Si les airs Airs - publiés chez Ballard en 1603 et 1608 - sont d’inspiration parisienne et reflètent les principes de la musique mesurée à l’ancienne, les chansons de Le Jeune présentées participent à la fois de la tradition polyphonique de tradition flamande et à la fois des expérimentations; la technique et les prouesses contrapuntiques prévalent sur l’expression des paroles. L’amoureux transi invoque les éléments qui le feront mourir, l’eau de ses larmes, l’air de ses soupirs et le feu de ses désirs. L’équivalence entre le macrocosme de l’univers constitué des quatre éléments et le microcosme du corps humain est d’inspiration humaniste.

 

De façon générale, toutes les oeuvres présentées dans le programme font allusion à des concepts néo-platoniciens, en particulier à la mélancolie, le mal du XVIe siècle. Causé par l’amour ou la furie poétique, elle mène soit aux plus grands moments d’inspiration, soit à la folie pure et finalement à la mort. L’excès de bile noire peut être soigné et contrôlé par la musique, qui agit sur les passions. Prise en dérision dans Si folie était douleur, elle devient une véritable réflexion mélancolique dans Mon coeur que d’ennuis, écrit en mode phrygien, qui incarne par excellence la douleur et le désespoir, la plainte de l’amoureux se décline sur une longue ligne mélodique descendante. Le mal d’amour est aussi évoqué dans Les diverses douleurs et Perdre le sens: dans le premier, elle conduit à la mort par des chromatismes douloureux, dans le second elle mène à la folie en harmonie phrygienne avec une mélodie erratique procédant par sauts discontinus à la façon des états d’âme du narrateur. Sur une note plus gaie, Revecy venir du Printans évoque la renaissance de la saison, mais fait également référence à un autre printemps, celui de l’humanisme. Le soleil, la clarté et le labeur qui reverdit sont autant de métaphores qui évoquent la Renaissance et les idéaux néo platoniciens.

 

L’Académie se lance également dans un autre chantier d’expérimentations en tâchant de retrouver les harmonies (genera) de la musique grecque antique. Le Jeune s’attache à travailler sur un tétracorde chromatique réduit qui serait d’origine antique. Cette formule se trouve dans Quelle eau (1585) et est à l’origine de ses chromatismes les plus spectaculaires qu’on trouve en particulier dans Qu’est devenu ce bel oeil? Cette pièces est un memento mori frappant, où les attributs de l’aimée – oeil, visage et main – sont désormais enterrés. La putréfaction du corps, l’éphémère et l’insignifiance de la jeunesse, de la beauté sont évoqués dans de poignants chromatismes.

 

Dans la préface du Printemps, un recueil de musique mesurée publié en 1603, Baïf enjoint les compositeurs à retrouver en premier lieux les affects et les subtilités rythmiques des musiciens de l’Antiquité puis de les combiner avec tous les artifices harmoniques et la perfection développée au cours des siècles.

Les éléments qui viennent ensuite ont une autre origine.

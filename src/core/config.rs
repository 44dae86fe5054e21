use serde::{Deserialize, Serialize};
use std::path::Path;

#[derive(Debug, Clone, Default, PartialEq, Serialize, Deserialize)]
#[serde(default)]
pub struct Config {
    pub search: SearchConfig,
    pub output: OutputConfig,
}

#[derive(Debug, Clone, Default, PartialEq, Serialize, Deserialize)]
#[serde(default)]
pub struct SearchConfig {
    /// Largest k to try before giving up (None = keep going until the table empties)
    pub max_k: Option<usize>,
    /// Keep per-k statistics in the search outcome
    pub record_trace: bool,
}

#[derive(Debug, Clone, PartialEq, Serialize, Deserialize)]
#[serde(default)]
pub struct OutputConfig {
    /// "text" or "json"
    pub format: String,
}

impl Default for OutputConfig {
    fn default() -> Self {
        Self {
            format: "text".to_string(),
        }
    }
}

impl Config {
    pub fn validate(&self) -> Result<(), crate::KFinderError> {
        if self.search.max_k == Some(0) {
            return Err(crate::KFinderError::Config(
                "max_k must be at least 1".to_string(),
            ));
        }
        match self.output.format.as_str() {
            "text" | "json" => Ok(()),
            other => Err(crate::KFinderError::Config(format!(
                "Unknown output format: {}",
                other
            ))),
        }
    }
}

pub fn default_config() -> Config {
    Config::default()
}

pub fn load_config<P: AsRef<Path>>(path: P) -> Result<Config, crate::KFinderError> {
    let contents = std::fs::read_to_string(path)
        .map_err(|e| crate::KFinderError::Config(format!("Failed to read config: {}", e)))?;
    let config: Config = toml::from_str(&contents)
        .map_err(|e| crate::KFinderError::Config(format!("Failed to parse config: {}", e)))?;
    config.validate()?;
    Ok(config)
}

pub fn save_config<P: AsRef<Path>>(path: P, config: &Config) -> Result<(), crate::KFinderError> {
    let contents = toml::to_string_pretty(config)
        .map_err(|e| crate::KFinderError::Config(format!("Failed to serialize config: {}", e)))?;
    std::fs::write(path, contents)?;
    Ok(())
}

Le Jeune aura une influence durable sur la musique française, bien plus importante que l’aspect poétique développé par l’Académie qui restera confiné à la seule génération de Baïf et Ronsard. La musique mesurée inspirera durablement la musique sacrée française et elle fournira les modèles de l’air de cour et du ballet de cour de la génération successive.